■ ACTION ITEM
Count how many lines in the entries below hold the string "goes", and respond with that number only.

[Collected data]
■ ■ ■

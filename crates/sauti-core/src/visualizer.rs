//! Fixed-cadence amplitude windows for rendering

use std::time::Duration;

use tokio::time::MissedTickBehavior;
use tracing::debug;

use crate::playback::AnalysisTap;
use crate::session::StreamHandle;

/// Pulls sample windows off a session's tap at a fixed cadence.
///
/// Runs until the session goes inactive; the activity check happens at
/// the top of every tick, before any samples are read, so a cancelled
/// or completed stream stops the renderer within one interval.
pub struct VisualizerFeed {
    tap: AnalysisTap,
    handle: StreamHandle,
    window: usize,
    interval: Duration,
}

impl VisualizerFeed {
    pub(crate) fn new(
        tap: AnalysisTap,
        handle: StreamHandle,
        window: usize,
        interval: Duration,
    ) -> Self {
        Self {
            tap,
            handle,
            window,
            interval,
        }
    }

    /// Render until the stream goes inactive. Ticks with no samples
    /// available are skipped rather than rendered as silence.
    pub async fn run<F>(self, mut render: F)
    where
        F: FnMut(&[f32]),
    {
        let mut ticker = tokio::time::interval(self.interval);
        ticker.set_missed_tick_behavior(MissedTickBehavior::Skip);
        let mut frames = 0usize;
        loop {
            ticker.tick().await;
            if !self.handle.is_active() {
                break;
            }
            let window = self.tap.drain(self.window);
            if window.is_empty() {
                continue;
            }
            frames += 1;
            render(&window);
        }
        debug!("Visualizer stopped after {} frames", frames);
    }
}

■ ■ ■

■ TASK ANSWER
2